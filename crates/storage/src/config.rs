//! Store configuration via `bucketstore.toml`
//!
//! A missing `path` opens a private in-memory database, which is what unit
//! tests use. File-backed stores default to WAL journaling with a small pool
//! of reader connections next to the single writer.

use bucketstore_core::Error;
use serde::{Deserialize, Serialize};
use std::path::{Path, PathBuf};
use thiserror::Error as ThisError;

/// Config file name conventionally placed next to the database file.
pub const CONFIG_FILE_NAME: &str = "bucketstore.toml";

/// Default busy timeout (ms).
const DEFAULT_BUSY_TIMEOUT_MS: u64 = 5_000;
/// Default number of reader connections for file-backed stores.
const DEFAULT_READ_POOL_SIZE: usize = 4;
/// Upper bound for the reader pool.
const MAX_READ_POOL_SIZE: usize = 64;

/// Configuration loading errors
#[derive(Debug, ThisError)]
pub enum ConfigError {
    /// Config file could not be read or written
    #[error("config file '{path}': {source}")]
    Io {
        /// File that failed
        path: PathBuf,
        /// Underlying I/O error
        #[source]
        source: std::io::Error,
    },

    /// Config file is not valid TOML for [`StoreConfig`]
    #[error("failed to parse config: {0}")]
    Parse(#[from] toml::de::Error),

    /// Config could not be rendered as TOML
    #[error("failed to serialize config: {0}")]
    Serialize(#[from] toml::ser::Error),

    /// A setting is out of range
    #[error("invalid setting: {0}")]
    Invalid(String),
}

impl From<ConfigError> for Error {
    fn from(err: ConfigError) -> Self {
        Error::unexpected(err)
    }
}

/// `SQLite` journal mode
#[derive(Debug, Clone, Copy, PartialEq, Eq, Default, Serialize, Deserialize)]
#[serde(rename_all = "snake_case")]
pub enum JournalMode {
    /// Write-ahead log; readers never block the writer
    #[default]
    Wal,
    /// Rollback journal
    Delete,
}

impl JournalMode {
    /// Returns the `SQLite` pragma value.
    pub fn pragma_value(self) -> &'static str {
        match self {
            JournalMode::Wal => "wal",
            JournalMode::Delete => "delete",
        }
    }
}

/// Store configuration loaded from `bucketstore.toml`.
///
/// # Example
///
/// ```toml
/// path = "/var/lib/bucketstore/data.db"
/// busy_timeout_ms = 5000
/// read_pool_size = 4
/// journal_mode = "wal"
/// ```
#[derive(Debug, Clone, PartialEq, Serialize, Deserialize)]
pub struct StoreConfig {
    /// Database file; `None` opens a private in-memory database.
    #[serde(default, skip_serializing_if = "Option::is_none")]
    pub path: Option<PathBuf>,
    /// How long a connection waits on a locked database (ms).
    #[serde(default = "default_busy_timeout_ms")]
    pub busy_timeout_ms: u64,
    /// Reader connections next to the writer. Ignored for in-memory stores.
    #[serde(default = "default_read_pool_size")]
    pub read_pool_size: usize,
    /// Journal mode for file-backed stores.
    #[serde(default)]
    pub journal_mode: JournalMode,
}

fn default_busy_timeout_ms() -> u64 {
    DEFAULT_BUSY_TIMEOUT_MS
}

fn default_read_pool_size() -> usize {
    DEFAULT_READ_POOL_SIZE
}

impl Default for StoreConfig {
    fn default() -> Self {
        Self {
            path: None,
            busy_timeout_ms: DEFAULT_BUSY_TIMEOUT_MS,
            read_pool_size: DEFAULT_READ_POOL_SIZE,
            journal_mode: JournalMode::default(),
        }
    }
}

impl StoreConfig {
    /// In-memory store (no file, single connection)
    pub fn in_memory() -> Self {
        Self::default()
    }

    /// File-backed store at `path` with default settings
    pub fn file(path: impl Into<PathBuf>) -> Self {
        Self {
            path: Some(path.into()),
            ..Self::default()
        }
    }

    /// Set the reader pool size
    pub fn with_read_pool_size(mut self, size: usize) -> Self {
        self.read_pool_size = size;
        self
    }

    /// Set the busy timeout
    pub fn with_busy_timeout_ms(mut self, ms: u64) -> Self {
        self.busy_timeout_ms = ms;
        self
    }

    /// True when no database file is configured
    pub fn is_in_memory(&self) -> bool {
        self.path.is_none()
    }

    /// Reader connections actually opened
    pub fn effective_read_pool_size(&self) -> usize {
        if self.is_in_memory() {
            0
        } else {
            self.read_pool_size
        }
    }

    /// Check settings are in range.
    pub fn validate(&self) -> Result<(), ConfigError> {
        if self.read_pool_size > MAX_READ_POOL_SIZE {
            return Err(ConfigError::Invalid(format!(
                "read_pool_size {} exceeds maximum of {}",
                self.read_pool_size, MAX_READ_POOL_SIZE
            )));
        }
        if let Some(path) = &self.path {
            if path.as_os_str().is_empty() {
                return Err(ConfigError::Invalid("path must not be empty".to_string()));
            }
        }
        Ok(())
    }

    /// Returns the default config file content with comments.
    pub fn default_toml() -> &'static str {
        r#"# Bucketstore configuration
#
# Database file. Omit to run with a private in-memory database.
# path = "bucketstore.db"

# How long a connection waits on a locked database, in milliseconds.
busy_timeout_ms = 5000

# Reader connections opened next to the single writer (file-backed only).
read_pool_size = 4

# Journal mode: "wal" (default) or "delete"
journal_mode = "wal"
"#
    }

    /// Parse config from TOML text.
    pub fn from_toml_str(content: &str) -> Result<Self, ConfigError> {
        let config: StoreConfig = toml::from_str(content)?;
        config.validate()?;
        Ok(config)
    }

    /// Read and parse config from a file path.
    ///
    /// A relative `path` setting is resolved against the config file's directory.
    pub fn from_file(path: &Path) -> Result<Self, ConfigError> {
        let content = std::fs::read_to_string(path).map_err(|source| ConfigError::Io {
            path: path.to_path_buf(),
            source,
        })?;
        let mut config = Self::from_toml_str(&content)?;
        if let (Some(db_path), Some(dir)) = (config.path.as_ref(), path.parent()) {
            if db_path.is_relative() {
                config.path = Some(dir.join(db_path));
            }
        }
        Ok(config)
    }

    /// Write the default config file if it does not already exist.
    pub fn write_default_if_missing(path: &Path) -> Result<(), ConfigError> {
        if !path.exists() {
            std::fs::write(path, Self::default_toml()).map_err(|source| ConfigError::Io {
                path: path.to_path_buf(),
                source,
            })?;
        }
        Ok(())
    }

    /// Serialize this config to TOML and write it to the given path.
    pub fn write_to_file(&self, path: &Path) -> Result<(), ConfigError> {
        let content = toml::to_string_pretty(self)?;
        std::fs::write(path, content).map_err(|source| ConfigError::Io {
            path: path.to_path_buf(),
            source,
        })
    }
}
= = = =
● What you will do
Collect every line from the records above that contains the word "range".

● Response to the task
    /// A setting is out of range
    /// Check settings are in range.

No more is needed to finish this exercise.